### EXERCISE GOAL:
When you reach the line that contains "repository bbf526dad7dc7c36" in the data below, start reproducing lines exactly, and stop after the line that contains "pub fn prompt(&self)".

PROVIDED INFORMATION below:

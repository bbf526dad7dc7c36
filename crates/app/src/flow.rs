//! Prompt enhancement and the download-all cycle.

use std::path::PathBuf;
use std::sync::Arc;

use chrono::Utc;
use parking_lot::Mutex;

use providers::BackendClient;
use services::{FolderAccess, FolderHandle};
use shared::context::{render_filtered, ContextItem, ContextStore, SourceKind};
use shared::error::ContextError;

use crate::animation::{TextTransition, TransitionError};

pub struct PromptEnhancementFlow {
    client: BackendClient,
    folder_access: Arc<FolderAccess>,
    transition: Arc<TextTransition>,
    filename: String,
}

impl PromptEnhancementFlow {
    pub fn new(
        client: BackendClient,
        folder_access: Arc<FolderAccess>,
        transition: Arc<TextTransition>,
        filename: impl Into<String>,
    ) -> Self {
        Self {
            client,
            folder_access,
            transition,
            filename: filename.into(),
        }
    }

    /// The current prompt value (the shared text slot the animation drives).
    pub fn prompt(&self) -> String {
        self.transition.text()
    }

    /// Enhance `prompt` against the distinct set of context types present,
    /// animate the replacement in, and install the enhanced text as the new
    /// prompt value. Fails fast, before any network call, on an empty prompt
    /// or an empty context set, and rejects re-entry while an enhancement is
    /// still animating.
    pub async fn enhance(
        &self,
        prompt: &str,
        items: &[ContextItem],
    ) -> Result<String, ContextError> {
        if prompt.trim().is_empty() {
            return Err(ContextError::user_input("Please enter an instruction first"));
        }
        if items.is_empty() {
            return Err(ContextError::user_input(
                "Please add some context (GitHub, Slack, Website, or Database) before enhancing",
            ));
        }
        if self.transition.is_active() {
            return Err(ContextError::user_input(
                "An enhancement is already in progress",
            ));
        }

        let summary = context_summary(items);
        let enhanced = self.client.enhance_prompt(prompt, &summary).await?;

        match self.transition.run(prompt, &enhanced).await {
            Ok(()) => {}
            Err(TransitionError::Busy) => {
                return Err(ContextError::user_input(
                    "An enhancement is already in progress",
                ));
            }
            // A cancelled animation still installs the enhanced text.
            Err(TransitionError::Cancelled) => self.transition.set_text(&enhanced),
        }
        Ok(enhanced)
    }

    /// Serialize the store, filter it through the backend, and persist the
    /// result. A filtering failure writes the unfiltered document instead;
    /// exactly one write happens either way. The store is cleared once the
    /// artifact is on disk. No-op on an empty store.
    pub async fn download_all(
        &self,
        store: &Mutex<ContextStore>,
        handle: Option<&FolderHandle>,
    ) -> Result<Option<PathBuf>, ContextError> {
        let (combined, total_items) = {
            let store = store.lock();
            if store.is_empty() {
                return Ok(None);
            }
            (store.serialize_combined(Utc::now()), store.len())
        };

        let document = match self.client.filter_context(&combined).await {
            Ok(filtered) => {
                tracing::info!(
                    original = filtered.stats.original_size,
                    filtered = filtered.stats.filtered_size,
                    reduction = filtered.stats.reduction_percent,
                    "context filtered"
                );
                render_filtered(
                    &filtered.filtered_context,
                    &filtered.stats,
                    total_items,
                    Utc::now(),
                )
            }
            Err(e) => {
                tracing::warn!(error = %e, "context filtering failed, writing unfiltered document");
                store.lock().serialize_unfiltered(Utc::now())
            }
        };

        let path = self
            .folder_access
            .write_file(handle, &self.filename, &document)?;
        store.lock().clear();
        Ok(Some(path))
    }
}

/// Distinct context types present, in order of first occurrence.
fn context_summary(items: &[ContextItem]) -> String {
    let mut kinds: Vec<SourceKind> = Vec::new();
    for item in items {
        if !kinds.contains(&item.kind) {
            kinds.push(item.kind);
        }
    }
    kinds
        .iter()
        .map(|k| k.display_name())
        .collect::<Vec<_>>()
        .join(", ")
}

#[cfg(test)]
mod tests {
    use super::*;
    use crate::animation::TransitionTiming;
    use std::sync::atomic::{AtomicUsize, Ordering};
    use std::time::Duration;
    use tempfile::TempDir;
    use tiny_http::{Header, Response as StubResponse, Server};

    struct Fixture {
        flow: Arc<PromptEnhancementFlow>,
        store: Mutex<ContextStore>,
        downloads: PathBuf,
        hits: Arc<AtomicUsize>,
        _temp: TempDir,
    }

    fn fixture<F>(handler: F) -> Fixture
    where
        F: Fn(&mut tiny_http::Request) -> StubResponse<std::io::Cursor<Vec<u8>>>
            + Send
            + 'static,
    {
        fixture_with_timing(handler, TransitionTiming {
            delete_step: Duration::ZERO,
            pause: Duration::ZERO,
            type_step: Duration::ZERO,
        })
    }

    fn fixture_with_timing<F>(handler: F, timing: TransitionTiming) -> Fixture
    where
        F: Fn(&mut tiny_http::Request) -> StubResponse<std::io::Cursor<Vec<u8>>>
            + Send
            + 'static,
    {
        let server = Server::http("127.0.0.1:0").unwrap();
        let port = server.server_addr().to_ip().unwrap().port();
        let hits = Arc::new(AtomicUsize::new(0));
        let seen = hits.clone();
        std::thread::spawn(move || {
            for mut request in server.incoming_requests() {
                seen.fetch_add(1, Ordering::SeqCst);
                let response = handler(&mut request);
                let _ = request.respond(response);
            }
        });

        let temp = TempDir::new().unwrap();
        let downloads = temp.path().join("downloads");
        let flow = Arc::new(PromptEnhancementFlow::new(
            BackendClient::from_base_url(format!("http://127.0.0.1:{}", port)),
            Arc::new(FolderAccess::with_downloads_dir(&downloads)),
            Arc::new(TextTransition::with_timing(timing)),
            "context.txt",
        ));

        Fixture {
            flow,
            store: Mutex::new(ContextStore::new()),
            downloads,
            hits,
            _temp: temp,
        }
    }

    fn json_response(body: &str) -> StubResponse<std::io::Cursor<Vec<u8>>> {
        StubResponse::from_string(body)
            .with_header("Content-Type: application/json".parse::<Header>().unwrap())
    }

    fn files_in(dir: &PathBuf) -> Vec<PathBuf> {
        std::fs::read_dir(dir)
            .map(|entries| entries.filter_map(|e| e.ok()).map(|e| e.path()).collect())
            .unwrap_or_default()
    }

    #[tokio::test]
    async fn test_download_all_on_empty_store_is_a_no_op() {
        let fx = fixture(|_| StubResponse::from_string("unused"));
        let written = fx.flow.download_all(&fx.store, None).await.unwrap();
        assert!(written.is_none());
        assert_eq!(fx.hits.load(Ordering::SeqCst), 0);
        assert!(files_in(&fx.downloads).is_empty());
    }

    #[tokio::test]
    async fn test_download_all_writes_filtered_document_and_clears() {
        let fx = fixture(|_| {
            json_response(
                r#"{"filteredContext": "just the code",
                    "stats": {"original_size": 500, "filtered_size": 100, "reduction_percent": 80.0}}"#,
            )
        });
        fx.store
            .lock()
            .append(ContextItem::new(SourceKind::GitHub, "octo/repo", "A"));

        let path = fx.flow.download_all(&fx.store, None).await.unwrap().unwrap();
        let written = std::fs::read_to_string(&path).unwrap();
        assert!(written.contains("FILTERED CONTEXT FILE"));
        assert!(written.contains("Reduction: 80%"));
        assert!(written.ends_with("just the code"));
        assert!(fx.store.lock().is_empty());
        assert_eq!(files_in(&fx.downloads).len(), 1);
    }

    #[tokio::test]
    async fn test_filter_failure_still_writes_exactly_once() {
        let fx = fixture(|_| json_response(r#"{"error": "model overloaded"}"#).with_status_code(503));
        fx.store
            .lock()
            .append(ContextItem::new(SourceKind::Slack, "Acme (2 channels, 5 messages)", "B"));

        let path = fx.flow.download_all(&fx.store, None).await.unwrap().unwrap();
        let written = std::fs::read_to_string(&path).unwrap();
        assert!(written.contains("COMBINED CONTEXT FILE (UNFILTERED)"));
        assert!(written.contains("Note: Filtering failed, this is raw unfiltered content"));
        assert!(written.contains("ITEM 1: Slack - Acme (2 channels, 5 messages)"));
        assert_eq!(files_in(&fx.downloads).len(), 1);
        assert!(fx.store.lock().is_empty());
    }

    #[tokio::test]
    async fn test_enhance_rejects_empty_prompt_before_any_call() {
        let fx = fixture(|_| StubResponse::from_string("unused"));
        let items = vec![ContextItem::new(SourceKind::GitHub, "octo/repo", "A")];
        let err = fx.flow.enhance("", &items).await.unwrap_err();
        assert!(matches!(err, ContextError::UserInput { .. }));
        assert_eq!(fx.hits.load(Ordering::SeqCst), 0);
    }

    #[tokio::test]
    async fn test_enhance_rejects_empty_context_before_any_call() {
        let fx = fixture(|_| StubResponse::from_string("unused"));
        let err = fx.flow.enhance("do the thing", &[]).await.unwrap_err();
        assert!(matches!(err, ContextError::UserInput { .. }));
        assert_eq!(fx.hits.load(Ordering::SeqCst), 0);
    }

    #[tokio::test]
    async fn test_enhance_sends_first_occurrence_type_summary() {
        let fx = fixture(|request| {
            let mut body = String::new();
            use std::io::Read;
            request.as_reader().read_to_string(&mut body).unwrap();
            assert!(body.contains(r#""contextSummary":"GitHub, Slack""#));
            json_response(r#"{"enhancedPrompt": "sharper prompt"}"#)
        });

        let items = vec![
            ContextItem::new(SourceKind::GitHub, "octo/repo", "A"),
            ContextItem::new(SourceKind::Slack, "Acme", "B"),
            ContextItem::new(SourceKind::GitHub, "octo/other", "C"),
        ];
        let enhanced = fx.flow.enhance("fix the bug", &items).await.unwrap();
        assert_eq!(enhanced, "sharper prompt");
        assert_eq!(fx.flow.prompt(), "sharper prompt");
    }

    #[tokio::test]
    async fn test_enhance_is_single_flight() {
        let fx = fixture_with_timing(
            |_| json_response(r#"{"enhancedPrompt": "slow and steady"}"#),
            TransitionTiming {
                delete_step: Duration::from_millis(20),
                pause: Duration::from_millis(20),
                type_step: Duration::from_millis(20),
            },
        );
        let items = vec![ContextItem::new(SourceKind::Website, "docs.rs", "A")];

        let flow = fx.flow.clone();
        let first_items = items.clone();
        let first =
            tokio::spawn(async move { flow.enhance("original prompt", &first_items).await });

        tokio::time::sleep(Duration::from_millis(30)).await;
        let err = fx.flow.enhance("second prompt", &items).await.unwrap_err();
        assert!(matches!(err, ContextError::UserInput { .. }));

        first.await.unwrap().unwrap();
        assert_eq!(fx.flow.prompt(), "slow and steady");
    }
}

End of PROVIDED INFORMATION.
PROVIDED INFORMATION below:

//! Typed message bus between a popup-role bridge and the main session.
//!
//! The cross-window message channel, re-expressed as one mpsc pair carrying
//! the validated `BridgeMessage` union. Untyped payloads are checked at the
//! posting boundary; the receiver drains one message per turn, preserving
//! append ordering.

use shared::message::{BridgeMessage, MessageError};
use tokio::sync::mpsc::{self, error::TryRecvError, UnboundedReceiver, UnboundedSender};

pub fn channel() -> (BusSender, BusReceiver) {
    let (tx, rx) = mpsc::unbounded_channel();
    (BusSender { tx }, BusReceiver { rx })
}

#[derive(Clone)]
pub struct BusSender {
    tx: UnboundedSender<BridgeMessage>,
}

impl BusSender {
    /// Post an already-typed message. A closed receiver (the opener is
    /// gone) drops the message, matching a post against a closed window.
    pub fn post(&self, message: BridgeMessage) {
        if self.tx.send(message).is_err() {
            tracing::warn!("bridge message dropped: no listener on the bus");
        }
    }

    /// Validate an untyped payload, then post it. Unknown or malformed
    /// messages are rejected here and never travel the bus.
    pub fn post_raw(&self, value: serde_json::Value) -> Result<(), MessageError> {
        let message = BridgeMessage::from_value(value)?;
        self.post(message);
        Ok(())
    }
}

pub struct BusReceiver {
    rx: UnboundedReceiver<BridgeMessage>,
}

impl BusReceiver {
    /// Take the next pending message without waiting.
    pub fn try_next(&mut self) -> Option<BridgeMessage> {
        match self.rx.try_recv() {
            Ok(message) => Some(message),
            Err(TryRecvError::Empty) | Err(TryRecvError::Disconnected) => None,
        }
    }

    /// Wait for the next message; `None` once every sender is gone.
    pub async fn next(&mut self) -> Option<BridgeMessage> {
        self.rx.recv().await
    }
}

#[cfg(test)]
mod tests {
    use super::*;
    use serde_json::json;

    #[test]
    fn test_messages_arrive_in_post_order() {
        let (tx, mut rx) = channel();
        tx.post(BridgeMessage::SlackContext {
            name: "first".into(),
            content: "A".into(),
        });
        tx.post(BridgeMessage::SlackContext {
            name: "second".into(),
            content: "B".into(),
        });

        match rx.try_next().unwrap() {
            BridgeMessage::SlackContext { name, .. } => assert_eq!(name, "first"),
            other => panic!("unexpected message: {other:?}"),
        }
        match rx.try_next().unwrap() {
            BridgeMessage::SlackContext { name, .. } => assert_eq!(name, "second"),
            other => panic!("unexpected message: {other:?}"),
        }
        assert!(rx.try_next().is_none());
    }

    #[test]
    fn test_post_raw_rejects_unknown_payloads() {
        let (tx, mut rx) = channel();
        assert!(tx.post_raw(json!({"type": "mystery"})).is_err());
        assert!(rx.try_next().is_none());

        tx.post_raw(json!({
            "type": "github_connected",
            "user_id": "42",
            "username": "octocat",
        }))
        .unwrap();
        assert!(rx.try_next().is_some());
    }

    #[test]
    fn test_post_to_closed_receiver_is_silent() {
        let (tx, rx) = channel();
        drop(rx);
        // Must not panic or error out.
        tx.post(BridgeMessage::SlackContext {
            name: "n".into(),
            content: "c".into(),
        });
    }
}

End of PROVIDED INFORMATION.
PROVIDED INFORMATION below:

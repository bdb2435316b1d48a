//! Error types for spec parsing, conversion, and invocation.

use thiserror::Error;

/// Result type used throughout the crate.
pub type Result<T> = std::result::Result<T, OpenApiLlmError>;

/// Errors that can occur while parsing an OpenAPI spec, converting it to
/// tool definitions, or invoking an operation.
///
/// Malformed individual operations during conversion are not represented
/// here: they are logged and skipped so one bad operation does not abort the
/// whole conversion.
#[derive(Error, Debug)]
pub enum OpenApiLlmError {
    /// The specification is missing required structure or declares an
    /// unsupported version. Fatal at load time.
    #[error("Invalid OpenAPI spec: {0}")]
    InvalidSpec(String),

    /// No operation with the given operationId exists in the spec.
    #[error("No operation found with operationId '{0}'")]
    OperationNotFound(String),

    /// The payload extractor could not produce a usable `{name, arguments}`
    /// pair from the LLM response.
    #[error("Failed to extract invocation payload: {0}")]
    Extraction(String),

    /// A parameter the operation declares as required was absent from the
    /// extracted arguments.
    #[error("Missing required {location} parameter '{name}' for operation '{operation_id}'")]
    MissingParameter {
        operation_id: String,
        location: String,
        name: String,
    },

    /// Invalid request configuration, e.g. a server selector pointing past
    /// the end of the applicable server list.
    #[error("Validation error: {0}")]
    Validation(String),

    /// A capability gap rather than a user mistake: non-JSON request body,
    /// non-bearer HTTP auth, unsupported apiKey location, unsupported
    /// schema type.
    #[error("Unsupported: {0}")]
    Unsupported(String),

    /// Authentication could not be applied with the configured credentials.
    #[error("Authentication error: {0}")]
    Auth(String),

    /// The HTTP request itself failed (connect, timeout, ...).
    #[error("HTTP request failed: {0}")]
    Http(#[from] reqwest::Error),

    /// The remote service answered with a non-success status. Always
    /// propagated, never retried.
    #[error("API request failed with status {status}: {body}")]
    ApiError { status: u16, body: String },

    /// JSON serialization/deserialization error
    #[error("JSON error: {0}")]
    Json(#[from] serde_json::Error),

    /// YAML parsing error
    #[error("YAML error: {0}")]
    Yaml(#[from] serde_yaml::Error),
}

End of PROVIDED INFORMATION.

### SOLUTION BELOW:
repository bbf526dad7dc7c36
filename crates/app/src/flow.rs
//! Prompt enhancement and the download-all cycle.

use std::path::PathBuf;
use std::sync::Arc;

use chrono::Utc;
use parking_lot::Mutex;

use providers::BackendClient;
use services::{FolderAccess, FolderHandle};
use shared::context::{render_filtered, ContextItem, ContextStore, SourceKind};
use shared::error::ContextError;

use crate::animation::{TextTransition, TransitionError};

pub struct PromptEnhancementFlow {
    client: BackendClient,
    folder_access: Arc<FolderAccess>,
    transition: Arc<TextTransition>,
    filename: String,
}

impl PromptEnhancementFlow {
    pub fn new(
        client: BackendClient,
        folder_access: Arc<FolderAccess>,
        transition: Arc<TextTransition>,
        filename: impl Into<String>,
    ) -> Self {
        Self {
            client,
            folder_access,
            transition,
            filename: filename.into(),
        }
    }

    /// The current prompt value (the shared text slot the animation drives).
    pub fn prompt(&self) -> String {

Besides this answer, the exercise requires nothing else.